YOUR ASSIGNMENT:
The entries below are to be retyped exactly. Preserve every word.

START DATA RECORDS

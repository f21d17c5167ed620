//! Root context wiring the session, store, loader, subscriber and sender.
//!
//! [`SyncClient`] owns the lifecycle: it logs in, seeds the store, keeps one
//! realtime subscription running and tears everything down on logout.

use std::sync::Arc;

use tracing::info;

use crate::api::ApiClient;
use crate::config::Config;
use crate::error::{Error, Result};
use crate::mutation::MutationSender;
use crate::realtime::{
    RealtimeSubscriber, RealtimeTransport, SubscriberState, SubscriptionHandle,
};
use crate::record::{CollectionSnapshot, Record};
use crate::report::SharedSink;
use crate::session::{Session, SessionHolder};
use crate::snapshot::SnapshotLoader;
use crate::store::RecordStore;

/// A live, realtime-synchronized view of one collection.
#[derive(Debug)]
pub struct SyncClient {
    session: SessionHolder,
    store: RecordStore,
    snapshots: SnapshotLoader,
    subscriber: RealtimeSubscriber,
    mutations: MutationSender,
    subscription: Option<SubscriptionHandle>,
}

impl SyncClient {
    /// Build a client from configuration, speaking HTTP to the backend.
    ///
    /// # Errors
    ///
    /// Returns an error if the configuration does not validate.
    pub fn from_config(config: &Config, sink: SharedSink) -> Result<Self> {
        config.validate()?;
        let api = ApiClient::from_config(config)?;
        let store = RecordStore::with_change_buffer(config.realtime.change_buffer);
        let subscriber = RealtimeSubscriber::over_http(
            api.clone(),
            store.clone(),
            config.server.collection.clone(),
            Arc::clone(&sink),
        );
        Ok(Self::assemble(
            api,
            &config.server.auth_collection,
            &config.server.collection,
            store,
            subscriber,
            sink,
        ))
    }

    /// Build a client whose realtime channel uses a custom transport.
    #[must_use]
    pub fn with_transport(
        api: ApiClient,
        auth_collection: &str,
        collection: &str,
        transport: Arc<dyn RealtimeTransport>,
        sink: SharedSink,
    ) -> Self {
        let store = RecordStore::new();
        let subscriber =
            RealtimeSubscriber::new(transport, store.clone(), collection, Arc::clone(&sink));
        Self::assemble(api, auth_collection, collection, store, subscriber, sink)
    }

    fn assemble(
        api: ApiClient,
        auth_collection: &str,
        collection: &str,
        store: RecordStore,
        subscriber: RealtimeSubscriber,
        sink: SharedSink,
    ) -> Self {
        let session = SessionHolder::new(api.clone(), auth_collection);
        Self {
            snapshots: SnapshotLoader::new(api.clone(), collection),
            mutations: MutationSender::new(api, session.clone(), collection, sink),
            session,
            store,
            subscriber,
            subscription: None,
        }
    }

    /// The session handle shared with every component.
    #[must_use]
    pub fn session(&self) -> &SessionHolder {
        &self.session
    }

    /// The synchronized records.
    #[must_use]
    pub fn store(&self) -> &RecordStore {
        &self.store
    }

    /// Name of the synchronized collection.
    #[must_use]
    pub fn collection(&self) -> &str {
        self.subscriber.collection()
    }

    /// The active subscription, if started.
    #[must_use]
    pub fn subscription(&self) -> Option<&SubscriptionHandle> {
        self.subscription.as_ref()
    }

    /// State of the realtime channel.
    #[must_use]
    pub fn realtime_state(&self) -> SubscriberState {
        self.subscription
            .as_ref()
            .map_or(SubscriberState::Disconnected, SubscriptionHandle::state)
    }

    /// Log in with a password.
    ///
    /// # Errors
    ///
    /// Returns [`Error::Auth`] if the login is rejected or fails.
    pub async fn login(&self, identity: &str, secret: &str) -> Result<Session> {
        Ok(self.session.login(identity, secret).await?)
    }

    /// Replace the store contents with a fresh snapshot.
    ///
    /// Does not touch the realtime subscription.
    ///
    /// # Errors
    ///
    /// Returns [`Error::NotAuthenticated`] without a session and
    /// [`Error::Fetch`] if the snapshot cannot be loaded.
    pub async fn refresh(&self) -> Result<CollectionSnapshot> {
        let token = self.session.require_token()?;
        let snapshot = self.snapshots.fetch(&token).await?;
        self.store.replace_all(snapshot.items.iter().cloned());
        Ok(snapshot)
    }

    /// Seed the store from a snapshot, then start the realtime subscription.
    ///
    /// A subscription that is already running is stopped first.
    ///
    /// # Errors
    ///
    /// Returns [`Error::NotAuthenticated`] without a session and
    /// [`Error::Fetch`] if the snapshot cannot be loaded; in both cases no
    /// subscription is started.
    pub async fn start(&mut self) -> Result<&SubscriptionHandle> {
        let token = self.session.require_token()?;
        self.stop().await;

        self.snapshots.seed(&token, &self.store).await?;
        info!(collection = %self.subscriber.collection(), "Starting realtime subscription");
        Ok(self.subscription.insert(self.subscriber.start(token)))
    }

    /// Toggle a record and wait for the request to finish.
    ///
    /// # Errors
    ///
    /// Returns [`Error::Update`] if the request fails.
    pub async fn toggle(&self, record: &Record) -> Result<()> {
        Ok(self.mutations.toggle_done(record).await?)
    }

    /// Toggle the record with `id` in the background.
    ///
    /// Failures go to the error sink.
    ///
    /// # Errors
    ///
    /// Returns [`Error::UnknownRecord`] if no record with `id` is held.
    pub fn toggle_by_id(&self, id: &str) -> Result<tokio::task::JoinHandle<bool>> {
        let record = self
            .store
            .get(id)
            .ok_or_else(|| Error::UnknownRecord { id: id.to_string() })?;
        Ok(self.mutations.spawn_toggle(record))
    }

    /// Stop the realtime subscription, if any.
    pub async fn stop(&mut self) -> SubscriberState {
        match self.subscription.take() {
            Some(handle) => handle.stop().await,
            None => SubscriberState::Disconnected,
        }
    }

    /// Stop the subscription and drop the session.
    ///
    /// The store keeps its last contents.
    pub async fn logout(&mut self) {
        self.stop().await;
        self.session.logout();
    }
}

END DATA RECORDS

RESULT BELOW:
repository f21d17c5167ed620
//! Root context wiring the session, store, loader, subscriber and sender.
//!
//! [`SyncClient`] owns the lifecycle: it logs in, seeds the store, keeps one
//! realtime subscription running and tears everything down on logout.

use std::sync::Arc;

use tracing::info;

use crate::api::ApiClient;
use crate::config::Config;
use crate::error::{Error, Result};
use crate::mutation::MutationSender;
use crate::realtime::{
    RealtimeSubscriber, RealtimeTransport, SubscriberState, SubscriptionHandle,
};
use crate::record::{CollectionSnapshot, Record};
use crate::report::SharedSink;
use crate::session::{Session, SessionHolder};
use crate::snapshot::SnapshotLoader;
use crate::store::RecordStore;

/// A live, realtime-synchronized view of one collection.
#[derive(Debug)]
pub struct SyncClient {
    session: SessionHolder,
    store: RecordStore,
    snapshots: SnapshotLoader,
    subscriber: RealtimeSubscriber,
    mutations: MutationSender,
    subscription: Option<SubscriptionHandle>,
}

impl SyncClient {
    /// Build a client from configuration, speaking HTTP to the backend.
    ///
    /// # Errors
    ///
    /// Returns an error if the configuration does not validate.
    pub fn from_config(config: &Config, sink: SharedSink) -> Result<Self> {
        config.validate()?;
        let api = ApiClient::from_config(config)?;
        let store = RecordStore::with_change_buffer(config.realtime.change_buffer);
        let subscriber = RealtimeSubscriber::over_http(
            api.clone(),
            store.clone(),
            config.server.collection.clone(),
            Arc::clone(&sink),
        );
        Ok(Self::assemble(
            api,
            &config.server.auth_collection,
            &config.server.collection,
            store,
            subscriber,
            sink,
        ))
    }

    /// Build a client whose realtime channel uses a custom transport.
    #[must_use]
    pub fn with_transport(
        api: ApiClient,
        auth_collection: &str,
        collection: &str,
        transport: Arc<dyn RealtimeTransport>,
        sink: SharedSink,
    ) -> Self {
        let store = RecordStore::new();
        let subscriber =
            RealtimeSubscriber::new(transport, store.clone(), collection, Arc::clone(&sink));
        Self::assemble(api, auth_collection, collection, store, subscriber, sink)
    }

    fn assemble(
        api: ApiClient,
        auth_collection: &str,
        collection: &str,
        store: RecordStore,
        subscriber: RealtimeSubscriber,
        sink: SharedSink,
    ) -> Self {
        let session = SessionHolder::new(api.clone(), auth_collection);
        Self {
            snapshots: SnapshotLoader::new(api.clone(), collection),
            mutations: MutationSender::new(api, session.clone(), collection, sink),
            session,
            store,
            subscriber,
            subscription: None,
        }
    }

    /// The session handle shared with every component.
    #[must_use]
    pub fn session(&self) -> &SessionHolder {
        &self.session
    }

    /// The synchronized records.
    #[must_use]
    pub fn store(&self) -> &RecordStore {
        &self.store
    }

    /// Name of the synchronized collection.
    #[must_use]
    pub fn collection(&self) -> &str {
        self.subscriber.collection()
    }

    /// The active subscription, if started.
    #[must_use]
    pub fn subscription(&self) -> Option<&SubscriptionHandle> {
        self.subscription.as_ref()
    }

    /// State of the realtime channel.
    #[must_use]
    pub fn realtime_state(&self) -> SubscriberState {
        self.subscription
            .as_ref()
            .map_or(SubscriberState::Disconnected, SubscriptionHandle::state)
    }

    /// Log in with a password.
    ///
    /// # Errors
    ///
    /// Returns [`Error::Auth`] if the login is rejected or fails.
    pub async fn login(&self, identity: &str, secret: &str) -> Result<Session> {
        Ok(self.session.login(identity, secret).await?)
    }

    /// Replace the store contents with a fresh snapshot.
    ///
    /// Does not touch the realtime subscription.
    ///
    /// # Errors
    ///
    /// Returns [`Error::NotAuthenticated`] without a session and
    /// [`Error::Fetch`] if the snapshot cannot be loaded.
    pub async fn refresh(&self) -> Result<CollectionSnapshot> {
        let token = self.session.require_token()?;
        let snapshot = self.snapshots.fetch(&token).await?;
        self.store.replace_all(snapshot.items.iter().cloned());
        Ok(snapshot)
    }

    /// Seed the store from a snapshot, then start the realtime subscription.
    ///
    /// A subscription that is already running is stopped first.
    ///
    /// # Errors
    ///
    /// Returns [`Error::NotAuthenticated`] without a session and
    /// [`Error::Fetch`] if the snapshot cannot be loaded; in both cases no
    /// subscription is started.
    pub async fn start(&mut self) -> Result<&SubscriptionHandle> {
        let token = self.session.require_token()?;
        self.stop().await;

        self.snapshots.seed(&token, &self.store).await?;
        info!(collection = %self.subscriber.collection(), "Starting realtime subscription");
        Ok(self.subscription.insert(self.subscriber.start(token)))
    }

    /// Toggle a record and wait for the request to finish.
    ///
    /// # Errors
    ///
    /// Returns [`Error::Update`] if the request fails.
    pub async fn toggle(&self, record: &Record) -> Result<()> {
        Ok(self.mutations.toggle_done(record).await?)
    }

    /// Toggle the record with `id` in the background.
    ///
    /// Failures go to the error sink.
    ///
    /// # Errors
    ///
    /// Returns [`Error::UnknownRecord`] if no record with `id` is held.
    pub fn toggle_by_id(&self, id: &str) -> Result<tokio::task::JoinHandle<bool>> {
        let record = self
            .store
            .get(id)
            .ok_or_else(|| Error::UnknownRecord { id: id.to_string() })?;
        Ok(self.mutations.spawn_toggle(record))
    }

    /// Stop the realtime subscription, if any.
    pub async fn stop(&mut self) -> SubscriberState {
        match self.subscription.take() {
            Some(handle) => handle.stop().await,
            None => SubscriberState::Disconnected,
        }
    }

    /// Stop the subscription and drop the session.
    ///
    /// The store keeps its last contents.
    pub async fn logout(&mut self) {
        self.stop().await;
        self.session.logout();
    }
}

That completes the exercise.